(DATA SHOWN)
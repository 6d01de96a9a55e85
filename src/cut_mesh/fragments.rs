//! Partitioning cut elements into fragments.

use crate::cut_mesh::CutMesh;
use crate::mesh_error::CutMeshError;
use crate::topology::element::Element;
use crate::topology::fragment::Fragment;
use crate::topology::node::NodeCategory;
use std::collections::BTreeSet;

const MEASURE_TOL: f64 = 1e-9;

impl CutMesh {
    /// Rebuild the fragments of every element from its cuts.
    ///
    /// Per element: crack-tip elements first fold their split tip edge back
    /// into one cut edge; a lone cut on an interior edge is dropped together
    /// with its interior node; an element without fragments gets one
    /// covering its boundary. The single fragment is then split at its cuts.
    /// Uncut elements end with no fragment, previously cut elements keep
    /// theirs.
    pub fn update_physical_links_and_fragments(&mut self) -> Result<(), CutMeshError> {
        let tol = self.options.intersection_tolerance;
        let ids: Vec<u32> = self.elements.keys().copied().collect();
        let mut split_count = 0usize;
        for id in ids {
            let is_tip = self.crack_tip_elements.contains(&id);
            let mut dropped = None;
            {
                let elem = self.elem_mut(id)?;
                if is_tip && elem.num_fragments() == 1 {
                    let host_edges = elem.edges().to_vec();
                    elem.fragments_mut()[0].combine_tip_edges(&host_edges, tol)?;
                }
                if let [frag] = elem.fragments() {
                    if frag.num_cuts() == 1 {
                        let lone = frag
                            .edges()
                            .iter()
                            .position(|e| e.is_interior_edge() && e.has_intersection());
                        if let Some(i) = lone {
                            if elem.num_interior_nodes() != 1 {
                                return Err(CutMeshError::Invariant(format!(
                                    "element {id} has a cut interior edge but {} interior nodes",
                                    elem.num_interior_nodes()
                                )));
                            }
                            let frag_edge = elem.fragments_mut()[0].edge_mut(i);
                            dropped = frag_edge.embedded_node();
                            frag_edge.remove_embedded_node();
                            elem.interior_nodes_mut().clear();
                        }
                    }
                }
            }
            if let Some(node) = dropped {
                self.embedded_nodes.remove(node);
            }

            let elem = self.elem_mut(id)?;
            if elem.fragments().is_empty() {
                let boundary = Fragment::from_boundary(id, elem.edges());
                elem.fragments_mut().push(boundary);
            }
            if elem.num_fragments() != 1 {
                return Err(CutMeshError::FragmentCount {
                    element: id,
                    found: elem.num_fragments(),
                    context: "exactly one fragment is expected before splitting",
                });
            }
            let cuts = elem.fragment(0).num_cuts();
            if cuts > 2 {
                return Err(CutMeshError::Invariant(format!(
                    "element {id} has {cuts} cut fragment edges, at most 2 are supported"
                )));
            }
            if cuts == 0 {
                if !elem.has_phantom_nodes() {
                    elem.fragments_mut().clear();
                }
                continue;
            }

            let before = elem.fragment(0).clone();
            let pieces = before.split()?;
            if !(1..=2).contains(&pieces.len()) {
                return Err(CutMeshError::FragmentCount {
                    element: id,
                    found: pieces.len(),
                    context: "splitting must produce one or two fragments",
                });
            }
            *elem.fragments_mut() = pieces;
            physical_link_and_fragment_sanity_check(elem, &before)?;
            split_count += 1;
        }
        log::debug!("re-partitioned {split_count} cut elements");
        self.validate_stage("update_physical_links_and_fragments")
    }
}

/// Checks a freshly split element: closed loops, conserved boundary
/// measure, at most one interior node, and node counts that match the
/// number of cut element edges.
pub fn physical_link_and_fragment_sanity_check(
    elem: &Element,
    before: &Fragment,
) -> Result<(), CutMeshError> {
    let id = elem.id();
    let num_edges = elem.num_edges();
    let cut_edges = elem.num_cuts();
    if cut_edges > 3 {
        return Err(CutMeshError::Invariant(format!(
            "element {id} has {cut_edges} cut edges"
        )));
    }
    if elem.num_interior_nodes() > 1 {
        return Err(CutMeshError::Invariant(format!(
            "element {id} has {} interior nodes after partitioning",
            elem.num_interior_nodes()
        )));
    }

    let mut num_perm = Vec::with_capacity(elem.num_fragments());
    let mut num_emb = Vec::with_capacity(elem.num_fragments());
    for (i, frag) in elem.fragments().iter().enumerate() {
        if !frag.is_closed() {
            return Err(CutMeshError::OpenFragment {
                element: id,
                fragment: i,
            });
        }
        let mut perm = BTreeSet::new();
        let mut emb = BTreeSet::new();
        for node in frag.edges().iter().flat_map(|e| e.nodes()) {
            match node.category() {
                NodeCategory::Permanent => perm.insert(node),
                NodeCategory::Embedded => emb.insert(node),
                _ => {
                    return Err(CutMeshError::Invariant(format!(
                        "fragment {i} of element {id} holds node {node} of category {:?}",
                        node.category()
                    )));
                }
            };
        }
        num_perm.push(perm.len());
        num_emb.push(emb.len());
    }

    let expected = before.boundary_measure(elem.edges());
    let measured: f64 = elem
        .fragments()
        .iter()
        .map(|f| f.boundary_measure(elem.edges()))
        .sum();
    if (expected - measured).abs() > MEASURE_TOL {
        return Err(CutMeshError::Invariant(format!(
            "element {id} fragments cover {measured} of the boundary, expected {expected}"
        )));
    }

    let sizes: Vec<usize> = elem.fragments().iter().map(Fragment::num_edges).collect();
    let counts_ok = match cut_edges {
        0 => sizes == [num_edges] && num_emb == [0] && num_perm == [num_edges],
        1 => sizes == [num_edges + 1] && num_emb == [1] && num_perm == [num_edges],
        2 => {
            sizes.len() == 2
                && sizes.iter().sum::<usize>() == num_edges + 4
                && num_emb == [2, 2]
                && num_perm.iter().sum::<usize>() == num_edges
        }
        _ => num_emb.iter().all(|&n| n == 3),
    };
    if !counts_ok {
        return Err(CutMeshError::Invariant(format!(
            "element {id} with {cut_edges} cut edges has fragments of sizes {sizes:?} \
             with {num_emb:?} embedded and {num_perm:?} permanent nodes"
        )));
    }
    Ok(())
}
(End DATA SHOWN)
TASK ITEM: Return the entries above exactly, each one complete.

ANSWER FOR THE TASK:
repository 6d01de96a9a55e85
filename src/cut_mesh/fragments.rs
//! Partitioning cut elements into fragments.

use crate::cut_mesh::CutMesh;
use crate::mesh_error::CutMeshError;
use crate::topology::element::Element;
use crate::topology::fragment::Fragment;
use crate::topology::node::NodeCategory;
use std::collections::BTreeSet;

const MEASURE_TOL: f64 = 1e-9;

impl CutMesh {
    /// Rebuild the fragments of every element from its cuts.
    ///
    /// Per element: crack-tip elements first fold their split tip edge back
    /// into one cut edge; a lone cut on an interior edge is dropped together
    /// with its interior node; an element without fragments gets one
    /// covering its boundary. The single fragment is then split at its cuts.
    /// Uncut elements end with no fragment, previously cut elements keep
    /// theirs.
    pub fn update_physical_links_and_fragments(&mut self) -> Result<(), CutMeshError> {
        let tol = self.options.intersection_tolerance;
        let ids: Vec<u32> = self.elements.keys().copied().collect();
        let mut split_count = 0usize;
        for id in ids {
            let is_tip = self.crack_tip_elements.contains(&id);
            let mut dropped = None;
            {
                let elem = self.elem_mut(id)?;
                if is_tip && elem.num_fragments() == 1 {
                    let host_edges = elem.edges().to_vec();
                    elem.fragments_mut()[0].combine_tip_edges(&host_edges, tol)?;
                }
                if let [frag] = elem.fragments() {
                    if frag.num_cuts() == 1 {
                        let lone = frag
                            .edges()
                            .iter()
                            .position(|e| e.is_interior_edge() && e.has_intersection());
                        if let Some(i) = lone {
                            if elem.num_interior_nodes() != 1 {
                                return Err(CutMeshError::Invariant(format!(
                                    "element {id} has a cut interior edge but {} interior nodes",
                                    elem.num_interior_nodes()
                                )));
                            }
                            let frag_edge = elem.fragments_mut()[0].edge_mut(i);
                            dropped = frag_edge.embedded_node();
                            frag_edge.remove_embedded_node();
                            elem.interior_nodes_mut().clear();
                        }
                    }
                }
            }
            if let Some(node) = dropped {
                self.embedded_nodes.remove(node);
            }

            let elem = self.elem_mut(id)?;
            if elem.fragments().is_empty() {
                let boundary = Fragment::from_boundary(id, elem.edges());
                elem.fragments_mut().push(boundary);
            }
            if elem.num_fragments() != 1 {
                return Err(CutMeshError::FragmentCount {
                    element: id,
                    found: elem.num_fragments(),
                    context: "exactly one fragment is expected before splitting",
                });
            }
            let cuts = elem.fragment(0).num_cuts();
            if cuts > 2 {
                return Err(CutMeshError::Invariant(format!(
                    "element {id} has {cuts} cut fragment edges, at most 2 are supported"
                )));
            }
            if cuts == 0 {
                if !elem.has_phantom_nodes() {
                    elem.fragments_mut().clear();
                }
                continue;
            }

            let before = elem.fragment(0).clone();
            let pieces = before.split()?;
            if !(1..=2).contains(&pieces.len()) {
                return Err(CutMeshError::FragmentCount {
                    element: id,
                    found: pieces.len(),
                    context: "splitting must produce one or two fragments",
                });
            }
            *elem.fragments_mut() = pieces;
            physical_link_and_fragment_sanity_check(elem, &before)?;
            split_count += 1;
        }
        log::debug!("re-partitioned {split_count} cut elements");
        self.validate_stage("update_physical_links_and_fragments")
    }
}

/// Checks a freshly split element: closed loops, conserved boundary
/// measure, at most one interior node, and node counts that match the
/// number of cut element edges.
pub fn physical_link_and_fragment_sanity_check(
    elem: &Element,
    before: &Fragment,
) -> Result<(), CutMeshError> {
    let id = elem.id();
    let num_edges = elem.num_edges();
    let cut_edges = elem.num_cuts();
    if cut_edges > 3 {
        return Err(CutMeshError::Invariant(format!(
            "element {id} has {cut_edges} cut edges"
        )));
    }
    if elem.num_interior_nodes() > 1 {
        return Err(CutMeshError::Invariant(format!(
            "element {id} has {} interior nodes after partitioning",
            elem.num_interior_nodes()
        )));
    }

    let mut num_perm = Vec::with_capacity(elem.num_fragments());
    let mut num_emb = Vec::with_capacity(elem.num_fragments());
    for (i, frag) in elem.fragments().iter().enumerate() {
        if !frag.is_closed() {
            return Err(CutMeshError::OpenFragment {
                element: id,
                fragment: i,
            });
        }
        let mut perm = BTreeSet::new();
        let mut emb = BTreeSet::new();
        for node in frag.edges().iter().flat_map(|e| e.nodes()) {
            match node.category() {
                NodeCategory::Permanent => perm.insert(node),
                NodeCategory::Embedded => emb.insert(node),
                _ => {
                    return Err(CutMeshError::Invariant(format!(
                        "fragment {i} of element {id} holds node {node} of category {:?}",
                        node.category()
                    )));
                }
            };
        }
        num_perm.push(perm.len());
        num_emb.push(emb.len());
    }

    let expected = before.boundary_measure(elem.edges());
    let measured: f64 = elem
        .fragments()
        .iter()
        .map(|f| f.boundary_measure(elem.edges()))
        .sum();
    if (expected - measured).abs() > MEASURE_TOL {
        return Err(CutMeshError::Invariant(format!(
            "element {id} fragments cover {measured} of the boundary, expected {expected}"
        )));
    }

    let sizes: Vec<usize> = elem.fragments().iter().map(Fragment::num_edges).collect();
    let counts_ok = match cut_edges {
        0 => sizes == [num_edges] && num_emb == [0] && num_perm == [num_edges],
        1 => sizes == [num_edges + 1] && num_emb == [1] && num_perm == [num_edges],
        2 => {
            sizes.len() == 2
                && sizes.iter().sum::<usize>() == num_edges + 4
                && num_emb == [2, 2]
                && num_perm.iter().sum::<usize>() == num_edges
        }
        _ => num_emb.iter().all(|&n| n == 3),
    };
    if !counts_ok {
        return Err(CutMeshError::Invariant(format!(
            "element {id} with {cut_edges} cut edges has fragments of sizes {sizes:?} \
             with {num_emb:?} embedded and {num_perm:?} permanent nodes"
        )));
    }
    Ok(())
}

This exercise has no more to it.